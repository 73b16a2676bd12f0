// Test doubles for external collaborators.
//
// Provides a recording delivery channel that can be injected into
// EngineDeps for tests.

use std::sync::{Arc, Mutex};

use anyhow::Result;
use async_trait::async_trait;

use crate::common::UserId;
use crate::kernel::delivery::BaseDeliveryChannel;

/// One captured enqueue call.
#[derive(Debug, Clone)]
pub struct EnqueuedNotification {
    pub subscriber_id: UserId,
    pub payload: serde_json::Value,
    pub dedup_key: String,
}

/// Delivery channel that records every enqueue for assertions.
#[derive(Clone, Default)]
pub struct RecordingDeliveryChannel {
    sent: Arc<Mutex<Vec<EnqueuedNotification>>>,
}

impl RecordingDeliveryChannel {
    pub fn new() -> Self {
        Self::default()
    }

    /// All captured enqueues, in order.
    pub fn sent(&self) -> Vec<EnqueuedNotification> {
        self.sent.lock().unwrap().clone()
    }

    pub fn count(&self) -> usize {
        self.sent.lock().unwrap().len()
    }

    /// Whether any enqueue targeted the given subscriber.
    pub fn was_notified(&self, subscriber_id: UserId) -> bool {
        self.sent
            .lock()
            .unwrap()
            .iter()
            .any(|n| n.subscriber_id == subscriber_id)
    }

    /// Captured enqueues for one subscriber.
    pub fn sent_to(&self, subscriber_id: UserId) -> Vec<EnqueuedNotification> {
        self.sent
            .lock()
            .unwrap()
            .iter()
            .filter(|n| n.subscriber_id == subscriber_id)
            .cloned()
            .collect()
    }
}

#[async_trait]
impl BaseDeliveryChannel for RecordingDeliveryChannel {
    async fn enqueue(
        &self,
        subscriber_id: UserId,
        payload: serde_json::Value,
        dedup_key: &str,
    ) -> Result<()> {
        self.sent.lock().unwrap().push(EnqueuedNotification {
            subscriber_id,
            payload,
            dedup_key: dedup_key.to_string(),
        });
        Ok(())
    }
}
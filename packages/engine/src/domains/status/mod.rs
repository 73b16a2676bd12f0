//! Real-time capacity and operating-status state machine.

pub mod engine;
pub mod events;
pub mod sweep;

pub use engine::{StatusAccepted, StatusEngine, SubmitStatusUpdate};
pub use events::StatusEvent;
pub use sweep::flag_stale_services;
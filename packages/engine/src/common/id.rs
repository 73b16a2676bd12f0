//! Typed UUID wrappers for compile-time type safety.
//!
//! This module provides `Id<T, V>`, a typed wrapper around `uuid::Uuid` that prevents
//! accidentally mixing up different ID types (e.g., passing a `ServiceId` where a
//! `ModerationId` was expected).
//!
//! # Example
//!
//! ```rust
//! use engine_core::common::{Id, V7};
//!
//! // Define entity marker types
//! pub struct Service;
//! pub struct ModerationReview;
//!
//! // Create type aliases
//! pub type ServiceId = Id<Service>;
//! pub type ModerationId = Id<ModerationReview>;
//!
//! // These are now incompatible types:
//! let service_id = ServiceId::new();
//! let moderation_id = ModerationId::new();
//!
//! // This would be a compile error:
//! // let wrong: ModerationId = service_id;
//! ```

use serde::{Deserialize, Deserializer, Serialize, Serializer};
use std::cmp::Ordering;
use std::fmt::{self, Debug, Display};
use std::hash::{Hash, Hasher};
use std::marker::PhantomData;
use std::str::FromStr;
use uuid::Uuid;

/// UUID version 7 marker (time-ordered UUIDs).
///
/// This is the recommended version for record identifiers as it provides
/// natural chronological ordering.
pub struct V7;

/// UUID version 4 marker (random UUIDs).
pub struct V4;

/// A typed wrapper around `Uuid` that provides compile-time type safety.
///
/// The type parameter `T` represents the entity type this ID belongs to,
/// and `V` represents the UUID version (defaults to V7).
#[repr(transparent)]
pub struct Id<T, V = V7>(Uuid, PhantomData<fn() -> (T, V)>);

// ============================================================================
// Core implementations
// ============================================================================

impl<T> Id<T, V7> {
    /// Creates a new V7 UUID (time-ordered).
    #[inline]
    pub fn new() -> Self {
        Self(Uuid::now_v7(), PhantomData)
    }
}

impl<T> Default for Id<T, V7> {
    fn default() -> Self {
        Self::new()
    }
}

impl<T> Id<T, V4> {
    /// Creates a new V4 UUID (random).
    #[inline]
    pub fn new() -> Self {
        Self(Uuid::new_v4(), PhantomData)
    }
}

impl<T> Default for Id<T, V4> {
    fn default() -> Self {
        Self::new()
    }
}

impl<T, V> Id<T, V> {
    /// Creates an `Id` from a raw `Uuid`.
    ///
    /// This is useful when loading IDs from the store or deserializing.
    #[inline]
    pub fn from_uuid(uuid: Uuid) -> Self {
        Self(uuid, PhantomData)
    }

    /// Returns the inner `Uuid`.
    #[inline]
    pub fn into_uuid(self) -> Uuid {
        self.0
    }

    /// Parses an `Id` from a string.
    ///
    /// # Errors
    ///
    /// Returns an error if the string is not a valid UUID.
    #[inline]
    pub fn parse(s: &str) -> Result<Self, uuid::Error> {
        Ok(Self(Uuid::parse_str(s)?, PhantomData))
    }

    /// Returns a reference to the inner `Uuid`.
    #[inline]
    pub fn as_uuid(&self) -> &Uuid {
        &self.0
    }

    /// Creates a nil (all zeros) ID.
    ///
    /// Useful for testing or sentinel values.
    #[inline]
    pub fn nil() -> Self {
        Self(Uuid::nil(), PhantomData)
    }

    /// Returns `true` if this is a nil UUID.
    #[inline]
    pub fn is_nil(&self) -> bool {
        self.0.is_nil()
    }
}

// ============================================================================
// Standard trait implementations
// ============================================================================

impl<T, V> Clone for Id<T, V> {
    #[inline]
    fn clone(&self) -> Self {
        *self
    }
}

impl<T, V> Copy for Id<T, V> {}

impl<T, V> Debug for Id<T, V> {
    fn fmt(&self, f: &mut fmt::Formatter<'_>) -> fmt::Result {
        // Include type name for debugging clarity
        f.debug_tuple(&format!("Id<{}>", std::any::type_name::<T>()))
            .field(&self.0)
            .finish()
    }
}

impl<T, V> Display for Id<T, V> {
    fn fmt(&self, f: &mut fmt::Formatter<'_>) -> fmt::Result {
        Display::fmt(&self.0, f)
    }
}

impl<T, V> PartialEq for Id<T, V> {
    #[inline]
    fn eq(&self, other: &Self) -> bool {
        self.0 == other.0
    }
}

impl<T, V> Eq for Id<T, V> {}

impl<T, V> PartialOrd for Id<T, V> {
    #[inline]
    fn partial_cmp(&self, other: &Self) -> Option<Ordering> {
        Some(self.cmp(other))
    }
}

impl<T, V> Ord for Id<T, V> {
    #[inline]
    fn cmp(&self, other: &Self) -> Ordering {
        self.0.cmp(&other.0)
    }
}

impl<T, V> Hash for Id<T, V> {
    #[inline]
    fn hash<H: Hasher>(&self, state: &mut H) {
        self.0.hash(state);
    }
}

impl<T, V> AsRef<Uuid> for Id<T, V> {
    #[inline]
    fn as_ref(&self) -> &Uuid {
        &self.0
    }
}

impl<T, V> From<Uuid> for Id<T, V> {
    #[inline]
    fn from(uuid: Uuid) -> Self {
        Self::from_uuid(uuid)
    }
}

impl<T, V> From<Id<T, V>> for Uuid {
    #[inline]
    fn from(id: Id<T, V>) -> Self {
        id.0
    }
}

impl<T, V> FromStr for Id<T, V> {
    type Err = uuid::Error;

    #[inline]
    fn from_str(s: &str) -> Result<Self, Self::Err> {
        Self::parse(s)
    }
}

// ============================================================================
// Serde support
// ============================================================================

impl<T, V> Serialize for Id<T, V> {
    fn serialize<S: Serializer>(&self, serializer: S) -> Result<S::Ok, S::Error> {
        self.0.serialize(serializer)
    }
}

impl<'de, T, V> Deserialize<'de> for Id<T, V> {
    fn deserialize<D: Deserializer<'de>>(deserializer: D) -> Result<Self, D::Error> {
        Uuid::deserialize(deserializer).map(Self::from_uuid)
    }
}

// ============================================================================
// sqlx support (always enabled)
// ============================================================================

use sqlx::encode::IsNull;
use sqlx::error::BoxDynError;
use sqlx::postgres::{PgArgumentBuffer, PgHasArrayType, PgTypeInfo, PgValueRef, Postgres};
use sqlx::{Decode, Encode, Type};

impl<T, V> Type<Postgres> for Id<T, V> {
    fn type_info() -> PgTypeInfo {
        <Uuid as Type<Postgres>>::type_info()
    }

    fn compatible(ty: &PgTypeInfo) -> bool {
        <Uuid as Type<Postgres>>::compatible(ty)
    }
}

impl<T, V> PgHasArrayType for Id<T, V> {
    fn array_type_info() -> PgTypeInfo {
        <Uuid as PgHasArrayType>::array_type_info()
    }
}

impl<T, V> Encode<'_, Postgres> for Id<T, V> {
    fn encode_by_ref(&self, buf: &mut PgArgumentBuffer) -> Result<IsNull, BoxDynError> {
        <Uuid as Encode<Postgres>>::encode_by_ref(&self.0, buf)
    }
}

impl<T, V> Decode<'_, Postgres> for Id<T, V> {
    fn decode(value: PgValueRef<'_>) -> Result<Self, BoxDynError> {
        <Uuid as Decode<Postgres>>::decode(value).map(Self::from_uuid)
    }
}

// ============================================================================
// Tests
// ============================================================================
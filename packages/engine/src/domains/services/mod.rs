//! The Service aggregate: the listing record itself, its operating-hours
//! schedule, the append-only status log, edit diffs, and the per-category
//! defaults consulted at construction time.

pub mod data;
pub mod factory;
pub mod models;

pub use factory::{build_service, NewService};
pub use models::*;
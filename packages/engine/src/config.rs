use anyhow::{Context, Result};
use chrono::Duration;
use dotenvy::dotenv;
use std::env;

/// Engine configuration.
///
/// Constructed explicitly at startup and passed to each component. There is
/// no ambient global; tests build one with `EngineConfig::default()` and
/// override what they need.
#[derive(Debug, Clone)]
pub struct EngineConfig {
    /// Maximum silence before the sweep flags a service as stale.
    pub max_silence: Duration,
    /// Optional floor between routine status pings. None = unenforced.
    pub min_update_interval: Option<Duration>,
    /// Open moderation records older than this surface as overdue.
    pub moderation_deadline: Duration,
    /// Default search radius for the emergency strategy.
    pub emergency_radius_km: f64,
    /// Default alert radius stamped on new services.
    pub default_alert_radius_km: f64,
    /// Weights for the smart strategy's blended score.
    pub smart_weights: SmartWeights,
    /// Bounded automatic retries for conditional-write losers.
    pub max_cas_retries: u32,
    /// Backoff between conditional-write retries.
    pub cas_backoff: std::time::Duration,
}

/// Weights for the smart strategy. Normalized before use, so they only need
/// to be relative.
#[derive(Debug, Clone, Copy)]
pub struct SmartWeights {
    pub distance: f64,
    pub text: f64,
    pub availability: f64,
}

impl SmartWeights {
    /// Equal thirds.
    pub fn balanced() -> Self {
        Self {
            distance: 1.0,
            text: 1.0,
            availability: 1.0,
        }
    }

    pub fn normalized(&self) -> (f64, f64, f64) {
        let total = self.distance + self.text + self.availability;
        if total <= 0.0 {
            let third = 1.0 / 3.0;
            return (third, third, third);
        }
        (
            self.distance / total,
            self.text / total,
            self.availability / total,
        )
    }
}

impl Default for EngineConfig {
    fn default() -> Self {
        Self {
            max_silence: Duration::hours(12),
            min_update_interval: None,
            moderation_deadline: Duration::hours(24),
            emergency_radius_km: 5.0,
            default_alert_radius_km: 5.0,
            smart_weights: SmartWeights::balanced(),
            max_cas_retries: 3,
            cas_backoff: std::time::Duration::from_millis(25),
        }
    }
}

impl EngineConfig {
    /// Load configuration from environment variables, falling back to
    /// defaults for anything unset.
    pub fn from_env() -> Result<Self> {
        // Load .env file if present (development)
        let _ = dotenv();

        let defaults = Self::default();

        let max_silence_hours: i64 = env_or("ENGINE_MAX_SILENCE_HOURS", 12)?;
        let moderation_deadline_hours: i64 = env_or("ENGINE_MODERATION_DEADLINE_HOURS", 24)?;
        let emergency_radius_km: f64 = env_or("ENGINE_EMERGENCY_RADIUS_KM", 5.0)?;
        let default_alert_radius_km: f64 = env_or("ENGINE_ALERT_RADIUS_KM", 5.0)?;

        let min_update_interval = match env::var("ENGINE_MIN_UPDATE_INTERVAL_MINUTES") {
            Ok(raw) => {
                let minutes: i64 = raw
                    .parse()
                    .context("ENGINE_MIN_UPDATE_INTERVAL_MINUTES must be a valid number")?;
                Some(Duration::minutes(minutes))
            }
            Err(_) => None,
        };

        Ok(Self {
            max_silence: Duration::hours(max_silence_hours),
            min_update_interval,
            moderation_deadline: Duration::hours(moderation_deadline_hours),
            emergency_radius_km,
            default_alert_radius_km,
            smart_weights: defaults.smart_weights,
            max_cas_retries: env_or("ENGINE_MAX_CAS_RETRIES", defaults.max_cas_retries)?,
            cas_backoff: defaults.cas_backoff,
        })
    }
}

fn env_or<T: std::str::FromStr>(key: &str, default: T) -> Result<T>
where
    T::Err: std::error::Error + Send + Sync + 'static,
{
    match env::var(key) {
        Ok(raw) => raw
            .parse()
            .with_context(|| format!("{key} must be a valid value")),
        Err(_) => Ok(default),
    }
}
//! Error taxonomy for the lifecycle & discovery engine.
//!
//! Every fallible engine operation returns `EngineResult<T>`. Variants map to
//! the caller-facing failure classes: malformed input, missing permission,
//! state moved underneath the caller, operation illegal in the current state,
//! and fatal misconfiguration. Store-level failures pass through unmodified.

use thiserror::Error;

use crate::common::ServiceId;

/// Engine error taxonomy.
#[derive(Error, Debug)]
pub enum EngineError {
    /// Malformed input. Local and user-correctable.
    #[error("validation failed: {0}")]
    Validation(String),

    /// Caller lacks the required role or ownership (403-equivalent).
    #[error("permission denied: {0}")]
    Authorization(String),

    /// State moved under the caller (e.g., duplicate submission).
    #[error("conflict: {0}")]
    Conflict(String),

    /// A conditional write lost against a concurrent writer. The caller must
    /// re-read and retry with fresh state.
    #[error("service {service_id} is at version {current_version}, expected {expected_version}")]
    ConcurrencyConflict {
        service_id: ServiceId,
        expected_version: i64,
        current_version: i64,
    },

    /// Operation illegal in the record's current state.
    #[error("invalid state: {0}")]
    InvalidState(String),

    /// Routine ping submitted inside the configured minimum interval.
    #[error("rate limit exceeded: {0}")]
    RateLimited(String),

    /// Unknown strategy, threshold, or other setup error. Fatal, not retryable.
    #[error("configuration error: {0}")]
    Configuration(String),

    #[error("not found: {0}")]
    NotFound(String),

    /// Record-store failure, propagated unmodified.
    #[error("store error: {0}")]
    Store(#[from] anyhow::Error),
}

pub type EngineResult<T> = Result<T, EngineError>;

impl EngineError {
    /// True when the caller can recover by re-reading and retrying.
    pub fn is_retryable(&self) -> bool {
        matches!(self, EngineError::ConcurrencyConflict { .. })
    }
}

#[cfg(test)]
mod tests {
    use super::*;

    #[test]
    fn test_concurrency_conflict_is_retryable() {
        let err = EngineError::ConcurrencyConflict {
            service_id: ServiceId::nil(),
            expected_version: 1,
            current_version: 2,
        };
        assert!(err.is_retryable());
        assert!(!EngineError::Validation("bad".into()).is_retryable());
    }

    #[test]
    fn test_display_includes_versions() {
        let err = EngineError::ConcurrencyConflict {
            service_id: ServiceId::nil(),
            expected_version: 3,
            current_version: 5,
        };
        let msg = err.to_string();
        assert!(msg.contains("version 5"));
        assert!(msg.contains("expected 3"));
    }
}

▶ [YOUR ASSIGNMENT] Copy all lines from the material above that hold the word "PgHasArrayType".

▶ [ANSWER SECTION]
use sqlx::postgres::{PgArgumentBuffer, PgHasArrayType, PgTypeInfo, PgValueRef, Postgres};
impl<T, V> PgHasArrayType for Id<T, V> {
        <Uuid as PgHasArrayType>::array_type_info()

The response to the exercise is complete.